La Malattia Mortale: disperazione e peccato in Kierkegaard

di Giancarla Perotti

Genesi dell’opera

La malattia mortale, scritta da Søren Aabye Kierkegaard nel 1849 sei anni prima della sua morte e pubblicata con lo pseudonimo usato per la prima volta di Anti-Climacus, tratta due categorie fondamentali dell’antropologia umana: la disperazione e il peccato. Infatti nella prima parte del testo egli afferma che l’uomo è mortalmente malato e che, tale malattia, è la disperazione, nella seconda dichiara che la disperazione è il peccato. L’opera appartiene, quindi, alla fase più matura e meglio definita del pensiero Kierkegaardiano, a quel momento culminante in cui lo stadio religioso domina e campeggia in uno spazio sovrano e autonomo mentre sempre più recedono lo stadio etico e lo stadio estetico, tappe comunque sempre presenti nell’itinerario spirituale di Kierkegaard.

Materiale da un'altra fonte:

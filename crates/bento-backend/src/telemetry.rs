//! Structured telemetry initialisation for the backend.

use std::io::{self, IsTerminal};

use once_cell::sync::OnceCell;
use tracing::{Subscriber, subscriber::SetGlobalDefaultError};
use tracing_subscriber::EnvFilter;
use tracing_subscriber::fmt;

use bento_config::{Config, LogFormat};

static TELEMETRY_GUARD: OnceCell<()> = OnceCell::new();

/// Handle returned when telemetry has been initialised.
#[derive(Debug, Default, Clone, Copy)]
pub struct TelemetryHandle;

/// Errors encountered while configuring telemetry.
#[derive(Debug, thiserror::Error)]
pub enum TelemetryError {
    /// Failed to parse the configured log filter expression.
    #[error("invalid log filter: {0}")]
    Filter(String),
    /// Failed to install the tracing subscriber.
    #[error("failed to install telemetry subscriber: {0}")]
    Subscriber(SetGlobalDefaultError),
}

/// Configures the global tracing subscriber when invoked for the first time.
///
/// Repeated calls are idempotent: the first invocation installs the global
/// subscriber and later invocations return a fresh [`TelemetryHandle`]
/// without touching global state. Logs go to stderr so they never mix with
/// anything the runner reads.
///
/// # Errors
///
/// Returns [`TelemetryError`] when the filter does not parse or another
/// subscriber already owns the global slot.
pub fn initialise(config: &Config) -> Result<TelemetryHandle, TelemetryError> {
    TELEMETRY_GUARD
        .get_or_try_init(|| install_subscriber(config))
        .map(|_| TelemetryHandle)
}

fn install_subscriber(config: &Config) -> Result<(), TelemetryError> {
    let filter = EnvFilter::try_new(config.log_filter())
        .map_err(|error| TelemetryError::Filter(error.to_string()))?;

    let builder = |filter: EnvFilter| {
        fmt::Subscriber::builder()
            .with_env_filter(filter)
            .with_target(true)
            .with_level(true)
            .with_thread_ids(false)
            .with_thread_names(false)
            .with_writer(io::stderr)
            .with_ansi(io::stderr().is_terminal())
            .with_timer(tracing_subscriber::fmt::time::UtcTime::rfc_3339())
    };

    let subscriber: Box<dyn Subscriber + Send + Sync> = match config.log_format() {
        LogFormat::Json => Box::new(builder(filter).json().flatten_event(true).finish()),
        LogFormat::Compact => Box::new(builder(filter).compact().finish()),
    };

    tracing::subscriber::set_global_default(subscriber).map_err(TelemetryError::Subscriber)
}
//! Socket listener for the backend's TCP endpoint.
//!
//! The backend serves exactly one runner connection, so the listener is a
//! plain blocking accept with no background thread.

mod errors;
mod listener;

pub use self::errors::ListenerError;
pub use self::listener::SocketListener;

const LISTENER_TARGET: &str = concat!(env!("CARGO_PKG_NAME"), "::transport");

Già il sottotitolo dell’opera, Un’analisi di psicologia cristiana per l’edificazione dello spirito, sembra mettere a fuoco e circoscrivere l’orizzonte del suo significato. L’argomento viene presentato come un saggio di psicologia cristiana per edificazione e risveglio, in cui Kierkegaard ha un chiaro intento, quello di presentare il problema del cristianesimo con il preciso ed esplicito proposito di contrapporlo al fenomeno degenere della cristianità ufficiale, impigrita e cristallizzata nel suo ordine costituito. Il filosofo ha anche come obiettivo quello di mettere in rilievo il senso di responsabilità che deve avere un uomo cristiano, per questo adotta una forma ansiosa, ma di un’ansia che edifica. Egli fa notare che la disperazione di cui si parla in questo scritto è intesa, come dice il titolo, come malattia.

Il filosofo con tale opera vuole difendere il cristianesimo scomodo, difficile da vivere perché tutto modellato sulla figura del Cristo deriso, umiliato, offeso, percorso e, infine, crocifisso. Il cristiano di Kierkegaard non è colui che ammira il Cristo risorto sfolgorante nel suo trionfo, ma l’iniziatore del Cristo perseguitato che affronta la sofferenza, l’angoscia, la persecuzione, la morte crudele, percorrendo tutte le tappe del suo calvario. Kierkegaard rimprovera con uguale furore due diverse negazioni del Cristo: quella dei nemici che si contrappongono apertamente al suo messaggio e quella dei suoi seguaci imborghesiti che si rifugiano in una cristianità accomodante, benpensante, tutta immersa nelle comodità di una esistenza che non si priva di alcun piacere.

Il pensatore danese presenta la disperazione sia come l’elemento che caratterizza la vita dell’esteta, sia come la condizione che permette il salto dalla vita etica a quella religiosa. Si tratta di due aspetti, spiega il filosofo, di due facce della stessa medaglia. La disperazione è sempre una negazione di sé, del proprio io; ma nel primo caso essa ha luogo in quanto l’uomo è sempre alla ricerca di se stesso, di un io che non coincide mai con quello che di volta in volta egli è, e che non trova mai; nel secondo caso essa è rifiuto totale di sé, è quella rinuncia a sé che si traduce, sul piano della fede, nella assoluta autodonazione a Dio.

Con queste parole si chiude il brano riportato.